Under this line are the records; write out word for word the part that begins at the line containing "pub const fn has_token(&self)" and ends at the line containing "#[instrument(skip(self, query, body), fields(method", and no more.

[[ Input data open ]]

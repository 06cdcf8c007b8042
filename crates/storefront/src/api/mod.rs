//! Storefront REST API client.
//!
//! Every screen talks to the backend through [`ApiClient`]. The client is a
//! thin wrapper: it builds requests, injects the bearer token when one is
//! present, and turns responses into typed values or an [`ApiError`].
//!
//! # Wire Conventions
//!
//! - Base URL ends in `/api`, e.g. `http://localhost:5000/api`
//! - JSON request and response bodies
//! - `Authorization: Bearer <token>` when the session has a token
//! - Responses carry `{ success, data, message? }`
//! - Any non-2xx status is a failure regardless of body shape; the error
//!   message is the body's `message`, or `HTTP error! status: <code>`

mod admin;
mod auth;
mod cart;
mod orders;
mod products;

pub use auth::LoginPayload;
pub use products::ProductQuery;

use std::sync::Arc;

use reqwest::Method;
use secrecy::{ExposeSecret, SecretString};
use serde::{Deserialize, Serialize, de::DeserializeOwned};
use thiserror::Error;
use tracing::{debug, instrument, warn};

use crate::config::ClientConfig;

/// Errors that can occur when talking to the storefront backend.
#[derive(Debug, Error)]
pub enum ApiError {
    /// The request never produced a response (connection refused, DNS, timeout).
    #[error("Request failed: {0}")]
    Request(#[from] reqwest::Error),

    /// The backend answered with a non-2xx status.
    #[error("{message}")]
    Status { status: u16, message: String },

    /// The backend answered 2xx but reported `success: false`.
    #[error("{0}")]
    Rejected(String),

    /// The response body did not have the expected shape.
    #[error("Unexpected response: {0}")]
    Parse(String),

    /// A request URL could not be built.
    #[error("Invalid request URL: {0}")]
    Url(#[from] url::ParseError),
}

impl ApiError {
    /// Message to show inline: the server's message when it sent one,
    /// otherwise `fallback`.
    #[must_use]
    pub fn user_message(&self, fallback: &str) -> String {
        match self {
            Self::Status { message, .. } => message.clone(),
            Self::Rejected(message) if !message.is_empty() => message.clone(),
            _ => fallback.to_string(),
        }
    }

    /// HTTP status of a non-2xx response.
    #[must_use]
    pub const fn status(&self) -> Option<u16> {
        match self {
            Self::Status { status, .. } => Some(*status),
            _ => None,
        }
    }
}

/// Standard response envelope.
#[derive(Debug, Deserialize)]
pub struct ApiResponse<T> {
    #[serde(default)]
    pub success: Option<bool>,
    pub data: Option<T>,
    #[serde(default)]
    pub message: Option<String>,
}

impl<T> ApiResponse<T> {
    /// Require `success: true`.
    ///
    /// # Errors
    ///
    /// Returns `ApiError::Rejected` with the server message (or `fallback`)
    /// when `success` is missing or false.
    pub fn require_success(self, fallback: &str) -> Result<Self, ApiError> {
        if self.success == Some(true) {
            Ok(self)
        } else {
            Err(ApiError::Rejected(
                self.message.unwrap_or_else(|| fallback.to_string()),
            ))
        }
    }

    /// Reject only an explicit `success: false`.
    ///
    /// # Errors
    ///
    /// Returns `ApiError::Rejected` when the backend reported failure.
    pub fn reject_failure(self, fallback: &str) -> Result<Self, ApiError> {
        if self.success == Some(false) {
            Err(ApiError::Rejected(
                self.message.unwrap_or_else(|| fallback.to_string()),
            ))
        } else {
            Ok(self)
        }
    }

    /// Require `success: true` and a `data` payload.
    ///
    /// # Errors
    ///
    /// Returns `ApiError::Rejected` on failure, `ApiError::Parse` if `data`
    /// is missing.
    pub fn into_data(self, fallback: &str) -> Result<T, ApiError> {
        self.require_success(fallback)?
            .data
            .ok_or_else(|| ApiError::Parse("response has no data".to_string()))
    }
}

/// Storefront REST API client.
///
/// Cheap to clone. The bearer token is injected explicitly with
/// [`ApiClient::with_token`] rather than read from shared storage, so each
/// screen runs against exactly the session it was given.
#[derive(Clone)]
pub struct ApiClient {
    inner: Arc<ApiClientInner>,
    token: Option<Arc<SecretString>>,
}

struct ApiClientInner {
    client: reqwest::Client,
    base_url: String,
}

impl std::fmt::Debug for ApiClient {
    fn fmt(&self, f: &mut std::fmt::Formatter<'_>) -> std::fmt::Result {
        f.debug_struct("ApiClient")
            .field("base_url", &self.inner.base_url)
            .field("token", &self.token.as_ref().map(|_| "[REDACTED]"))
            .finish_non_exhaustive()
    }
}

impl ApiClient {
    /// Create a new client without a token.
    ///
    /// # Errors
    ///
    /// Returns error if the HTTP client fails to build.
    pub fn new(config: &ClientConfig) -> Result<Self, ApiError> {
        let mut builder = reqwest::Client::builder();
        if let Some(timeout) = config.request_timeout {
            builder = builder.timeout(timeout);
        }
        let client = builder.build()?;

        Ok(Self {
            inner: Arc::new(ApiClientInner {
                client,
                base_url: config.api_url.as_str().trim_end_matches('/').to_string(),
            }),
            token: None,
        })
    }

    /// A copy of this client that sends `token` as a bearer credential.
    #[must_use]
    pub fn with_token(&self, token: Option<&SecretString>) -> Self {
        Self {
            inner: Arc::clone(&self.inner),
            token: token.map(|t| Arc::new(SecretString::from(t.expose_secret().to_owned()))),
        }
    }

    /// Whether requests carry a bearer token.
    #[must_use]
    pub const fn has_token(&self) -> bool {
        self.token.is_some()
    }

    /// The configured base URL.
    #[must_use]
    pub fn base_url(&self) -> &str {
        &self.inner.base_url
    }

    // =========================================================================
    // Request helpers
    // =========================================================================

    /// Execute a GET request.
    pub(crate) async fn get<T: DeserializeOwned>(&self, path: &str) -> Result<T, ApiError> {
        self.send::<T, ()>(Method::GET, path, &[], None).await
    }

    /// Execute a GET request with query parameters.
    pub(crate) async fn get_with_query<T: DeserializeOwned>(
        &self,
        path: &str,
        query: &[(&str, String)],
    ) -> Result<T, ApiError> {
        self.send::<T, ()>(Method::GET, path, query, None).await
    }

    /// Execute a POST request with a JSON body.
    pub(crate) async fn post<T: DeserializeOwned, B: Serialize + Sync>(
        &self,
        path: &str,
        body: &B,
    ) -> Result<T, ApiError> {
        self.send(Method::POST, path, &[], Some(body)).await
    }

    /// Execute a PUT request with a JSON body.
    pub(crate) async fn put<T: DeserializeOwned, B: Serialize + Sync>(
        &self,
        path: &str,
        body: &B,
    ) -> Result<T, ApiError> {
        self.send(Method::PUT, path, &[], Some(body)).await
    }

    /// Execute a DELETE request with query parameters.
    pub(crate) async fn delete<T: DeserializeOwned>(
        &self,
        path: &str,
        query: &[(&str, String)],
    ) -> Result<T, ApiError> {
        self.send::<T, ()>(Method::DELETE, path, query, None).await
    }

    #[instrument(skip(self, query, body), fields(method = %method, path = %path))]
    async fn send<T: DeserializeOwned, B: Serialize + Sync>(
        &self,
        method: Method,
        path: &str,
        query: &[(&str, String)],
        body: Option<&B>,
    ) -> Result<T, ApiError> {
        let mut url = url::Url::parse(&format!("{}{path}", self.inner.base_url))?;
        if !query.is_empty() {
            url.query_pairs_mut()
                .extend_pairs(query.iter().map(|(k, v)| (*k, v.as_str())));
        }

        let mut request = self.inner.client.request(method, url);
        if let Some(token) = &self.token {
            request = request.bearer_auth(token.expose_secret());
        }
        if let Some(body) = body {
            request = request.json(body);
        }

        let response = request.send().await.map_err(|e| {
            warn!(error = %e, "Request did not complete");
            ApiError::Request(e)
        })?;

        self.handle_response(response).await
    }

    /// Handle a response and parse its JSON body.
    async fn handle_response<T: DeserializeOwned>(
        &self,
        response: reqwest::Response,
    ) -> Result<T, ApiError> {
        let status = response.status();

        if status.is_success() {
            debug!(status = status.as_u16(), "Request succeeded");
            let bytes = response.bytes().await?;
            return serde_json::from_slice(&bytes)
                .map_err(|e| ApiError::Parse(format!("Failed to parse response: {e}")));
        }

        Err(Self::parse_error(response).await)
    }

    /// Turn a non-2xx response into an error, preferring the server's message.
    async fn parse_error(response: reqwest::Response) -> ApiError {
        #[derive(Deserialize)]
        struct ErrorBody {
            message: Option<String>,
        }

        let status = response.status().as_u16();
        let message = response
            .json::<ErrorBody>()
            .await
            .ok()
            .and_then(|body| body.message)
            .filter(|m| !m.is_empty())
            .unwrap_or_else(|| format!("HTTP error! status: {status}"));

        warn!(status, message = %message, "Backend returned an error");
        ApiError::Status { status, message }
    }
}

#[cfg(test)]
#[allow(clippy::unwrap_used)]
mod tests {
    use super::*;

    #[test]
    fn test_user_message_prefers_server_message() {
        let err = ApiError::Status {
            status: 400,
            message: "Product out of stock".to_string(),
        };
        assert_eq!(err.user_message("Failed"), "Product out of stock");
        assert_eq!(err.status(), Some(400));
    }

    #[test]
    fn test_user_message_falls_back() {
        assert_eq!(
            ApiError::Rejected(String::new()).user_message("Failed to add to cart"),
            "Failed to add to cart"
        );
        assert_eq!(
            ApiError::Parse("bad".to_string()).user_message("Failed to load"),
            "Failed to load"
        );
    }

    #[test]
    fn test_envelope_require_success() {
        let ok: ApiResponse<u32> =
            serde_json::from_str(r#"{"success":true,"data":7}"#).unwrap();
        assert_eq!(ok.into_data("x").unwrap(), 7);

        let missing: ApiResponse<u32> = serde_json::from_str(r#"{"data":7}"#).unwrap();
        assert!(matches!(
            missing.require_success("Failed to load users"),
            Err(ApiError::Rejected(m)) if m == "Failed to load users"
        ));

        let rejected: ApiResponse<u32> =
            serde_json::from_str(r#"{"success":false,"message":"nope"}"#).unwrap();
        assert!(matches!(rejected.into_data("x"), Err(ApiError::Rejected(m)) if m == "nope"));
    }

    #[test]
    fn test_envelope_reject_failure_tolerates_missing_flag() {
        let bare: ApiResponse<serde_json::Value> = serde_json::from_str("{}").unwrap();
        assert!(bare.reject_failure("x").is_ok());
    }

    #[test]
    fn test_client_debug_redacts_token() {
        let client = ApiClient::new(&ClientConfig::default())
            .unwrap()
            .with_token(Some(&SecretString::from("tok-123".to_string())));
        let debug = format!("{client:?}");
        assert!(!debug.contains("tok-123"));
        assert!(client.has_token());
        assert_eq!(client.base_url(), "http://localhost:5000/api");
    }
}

[[ Input data closed ]]

## Solved exercise
    pub const fn has_token(&self) -> bool {
        self.token.is_some()
    }

    /// The configured base URL.
    #[must_use]
    pub fn base_url(&self) -> &str {
        &self.inner.base_url
    }

    // =========================================================================
    // Request helpers
    // =========================================================================

    /// Execute a GET request.
    pub(crate) async fn get<T: DeserializeOwned>(&self, path: &str) -> Result<T, ApiError> {
        self.send::<T, ()>(Method::GET, path, &[], None).await
    }

    /// Execute a GET request with query parameters.
    pub(crate) async fn get_with_query<T: DeserializeOwned>(
        &self,
        path: &str,
        query: &[(&str, String)],
    ) -> Result<T, ApiError> {
        self.send::<T, ()>(Method::GET, path, query, None).await
    }

    /// Execute a POST request with a JSON body.
    pub(crate) async fn post<T: DeserializeOwned, B: Serialize + Sync>(
        &self,
        path: &str,
        body: &B,
    ) -> Result<T, ApiError> {
        self.send(Method::POST, path, &[], Some(body)).await
    }

    /// Execute a PUT request with a JSON body.
    pub(crate) async fn put<T: DeserializeOwned, B: Serialize + Sync>(
        &self,
        path: &str,
        body: &B,
    ) -> Result<T, ApiError> {
        self.send(Method::PUT, path, &[], Some(body)).await
    }

    /// Execute a DELETE request with query parameters.
    pub(crate) async fn delete<T: DeserializeOwned>(
        &self,
        path: &str,
        query: &[(&str, String)],
    ) -> Result<T, ApiError> {
        self.send::<T, ()>(Method::DELETE, path, query, None).await
    }

    #[instrument(skip(self, query, body), fields(method = %method, path = %path))]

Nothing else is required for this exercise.